Eco-Friendly Overlanding

When someone wants to overland, they typically choose a large vehicle with a gas or diesel engine. These vehicles have poor mpg’s resulting in a heavy environmental impact.

While hybrids or electric vehicles are still unpractical for the overlander, there are numerous ways to reduce negative eco-impact. Below are 17 ways to reduce your carbon footprint while overlanding.

1. Don’t Use Plastic Bags

The best way to protect the environment is to stop using plastic bags. It's simple yet effective! When you've mastered reusable bags, take it one step further by opting for plastic-free food and groceries. Steer towards items packaged in recyclable cardboard cartons, tins, bottles, and boxes.

2. Always Recycle

Sure, it takes a bit more effort since it's difficult to find recycling bins in remote places; however, it's doable. If you simply keep the good housekeeping habits that you exercise at home when you are camping, you’ll do your share to limit waste and your footprint on the environment. Since space is limited, consider switching to aluminum, crushable beer cans, and compact wine casks as opposed to space-hogging glass bottles.

3. Avoid Single-Use Products

USB rechargeable gadgets, kinetic watches, and solar torches are all cutting-edge and mobile camping products that have been making disposable batteries a thing of the past. This is the year to stop investing in single-use batteries and other one-off containers, especially butane stove canisters. Instead, opt for refillable gas bottles to cook your food and choose solar lights and solar powered device charging.

4. Be Wise with Water

Cherishing your water supply keeps you off the beaten track for longer, but it’s also good for the environment you are camping in. By making peace with the dust in your rig, showering less and saving your laundry for the next holiday park, you’re doing your part for a campsite and the environment. Install low-flow taps in your rig, water saving shower-heads, and always ensure that you catch a rain shower. Use a bucket at your feet while showering to catch the water that flows while waiting for the hot water to kick in. Ultimately this can be used in your hand-operated washing machine. Alternatively, for long-term usage consider modifying your rig to redirect the water from the sink and shower so it can be used to flush your toilet.

5. Eat Local and Organic

Always consider your foods fuel bill. By purchasing locally grown food that has fewer food miles and uses a lesser amount of fuel to transport and refrigerate it, you’ll be supporting the environment. It's also high octane fuel for your body! 

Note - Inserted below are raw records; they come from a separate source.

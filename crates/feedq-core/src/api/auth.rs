//! HTTP Basic authentication middleware.

use axum::extract::{Request, State};
use axum::http::header;
use axum::middleware::Next;
use axum::response::{IntoResponse, Response};
use base64::engine::general_purpose::STANDARD;
use base64::Engine;

use super::error::ApiError;
use super::state::ApiState;

/// Decode `Authorization: Basic <base64(user:pass)>` into its two halves.
pub fn parse_basic_credentials(value: &str) -> Option<(String, String)> {
    let (scheme, encoded) = value.trim().split_once(' ')?;
    if !scheme.eq_ignore_ascii_case("basic") {
        return None;
    }

    let decoded = STANDARD.decode(encoded.trim()).ok()?;
    let decoded = String::from_utf8(decoded).ok()?;
    let (user, pass) = decoded.split_once(':')?;
    Some((user.to_string(), pass.to_string()))
}

/// Middleware rejecting requests whose Basic credentials do not match the
/// configured username and password.
pub async fn require_basic_auth(
    State(state): State<ApiState>,
    req: Request,
    next: Next,
) -> Response {
    let Some(value) = req.headers().get(header::AUTHORIZATION) else {
        return ApiError::Unauthorized("Missing Authorization header".into()).into_response();
    };

    let Ok(value) = value.to_str() else {
        return ApiError::Unauthorized("Invalid Authorization header encoding".into())
            .into_response();
    };

    match parse_basic_credentials(value) {
        Some((user, pass)) if *user == *state.username && *pass == *state.password => {
            next.run(req).await
        }
        Some(_) => {
            tracing::warn!("Rejected request with invalid credentials");
            ApiError::Unauthorized("Invalid credentials".into()).into_response()
        }
        None => ApiError::Unauthorized("Expected Basic credentials".into()).into_response(),
    }
}
//! Router assembly and the HTTP server loop.

use std::net::SocketAddr;

use axum::http::{header, HeaderValue, Method};
use axum::routing::{get, post, put};
use axum::Router;
use tokio::net::TcpListener;
use tokio::sync::watch;
use tower_http::cors::{AllowOrigin, CorsLayer};
use tower_http::trace::TraceLayer;

use crate::{Error, Result};

use super::auth::require_basic_auth;
use super::handlers;
use super::state::ApiState;

/// Build the CORS layer from the configured origin list. Unparseable
/// origins are logged and skipped.
fn cors_layer(origins: &[String]) -> CorsLayer {
    let allowed: Vec<HeaderValue> = origins
        .iter()
        .filter_map(|origin| match HeaderValue::from_str(origin) {
            Ok(value) => Some(value),
            Err(_) => {
                tracing::warn!("Ignoring invalid CORS origin: {}", origin);
                None
            }
        })
        .collect();

    CorsLayer::new()
        .allow_origin(AllowOrigin::list(allowed))
        .allow_methods([Method::GET, Method::POST, Method::PUT, Method::OPTIONS])
        .allow_headers([header::CONTENT_TYPE, header::AUTHORIZATION, header::ACCEPT])
}

/// Create the router with every route behind Basic auth.
pub fn create_router(state: ApiState, cors_allow_origins: &[String]) -> Router {
    Router::new()
        .route("/rss", get(handlers::list_entries))
        .route("/rss/{id}", put(handlers::update_entry))
        .route(
            "/rss/queue",
            get(handlers::queue_count).put(handlers::reject_reserved_id),
        )
        .route("/rss/queue/next", get(handlers::next_unviewed))
        .route(
            "/rss/viewed",
            post(handlers::mark_all_viewed).put(handlers::reject_reserved_id),
        )
        .route("/checkauth", post(handlers::check_auth))
        .route_layer(axum::middleware::from_fn_with_state(
            state.clone(),
            require_basic_auth,
        ))
        .layer(TraceLayer::new_for_http())
        .layer(cors_layer(cors_allow_origins))
        .with_state(state)
}

/// Serve `router` on an already bound listener until `shutdown` flips to
/// true (or its sender is dropped), then drain in-flight requests.
pub async fn serve(
    listener: TcpListener,
    router: Router,
    mut shutdown: watch::Receiver<bool>,
) -> Result<()> {
    let addr = listener.local_addr()?;
    tracing::info!("API server listening on {}", addr);

    axum::serve(listener, router)
        .with_graceful_shutdown(async move {
            while !*shutdown.borrow_and_update() {
                if shutdown.changed().await.is_err() {
                    break;
                }
            }
            tracing::info!("API server shutting down");
        })
        .await
        .map_err(|e| Error::Other(format!("Server error: {}", e)))?;

    Ok(())
}

/// Bind `0.0.0.0:port` and serve until shutdown.
pub async fn start_server(
    port: u16,
    router: Router,
    shutdown: watch::Receiver<bool>,
) -> Result<()> {
    let addr = SocketAddr::from(([0, 0, 0, 0], port));
    let listener = TcpListener::bind(addr)
        .await
        .map_err(|e| Error::Other(format!("Failed to bind {}: {}", addr, e)))?;
    serve(listener, router, shutdown).await
}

6. Use Eco-Friendly Products

This is the year that you should make a priority to switch to biodegradable and natural personal and washing products. Shampoo, soap, sunscreen, laundry, and kitchen detergents should be biodegradable. They are healthier for you and your family while also kinder on the environment .Natural ingredients such as vinegar and bicarbonate of soda are not only cheap but safe ingredients as well. They can be used to clean toilets, floors, showers as well as bench tops. 

7. Change Your Camping Habits

Continue your power saving habits even while plugged in at a campground. Always ensure that you switch off the shower while you soap up your hair and body and press the half flush button on the toilet each time. Never leave a tap running. It can drain up to 16 liters of water per minute from your tank. 

8. Ditch Plastic Straws

Did you know that every single straw you have ever used is still on the planet today and they will never go away? Research suggests that people use millions of straws each year. Plus... the turtles. I'm sure you've seen the pictures of straws harming the turtles, so ditch the turtle harpoons, i.e. straws.

9. Invest in Good Camping Gear

Perhaps it may seem like a challenge to invest in proper camping gear since what’s good is never cheap, quality gear actually lasts the distance.So ultimately you’ll save money in the long run. 

10. Manage Poop

Top tip from Sirocco Overland: "Yes, it was going to come up sooner or later. Realistically you cannot pack this out when overlanding so its the bury option. Human waste should be disposed of in a shallow hole six to eight inches deep at least 200 feet from water sources. Cover and disguise the hole with natural materials. It is recommended to pack out your toilet paper but again realistically you should burn this responsibly. Don’t forget the hand gel afterwards!" Another option is to purchase recycled, eco-friendly, toilet paper that you can bury. We had a modified camping chair that functioned as a toilet. Get yourself something similar and in remote areas you can enjoy a view in your most private moments! If you don't want to be viewed, though, use a shower tent over your modified camping chair for a full setup.


Camping is a wonderful way to de-stress and enjoy quality time with family and friends. Thanks to beautiful and natural campsites, you are afforded the privilege of enjoying what Mother Nature has to offer. Therefore, it is in your best interest and that of the generations to come that you try your utmost best to limit your impact on the environment. Overlanding may not be the most environmentally friendly option while camping, however, there are dozens of good habits that you can start practicing to ensure that you limit your carbon footprint on nature.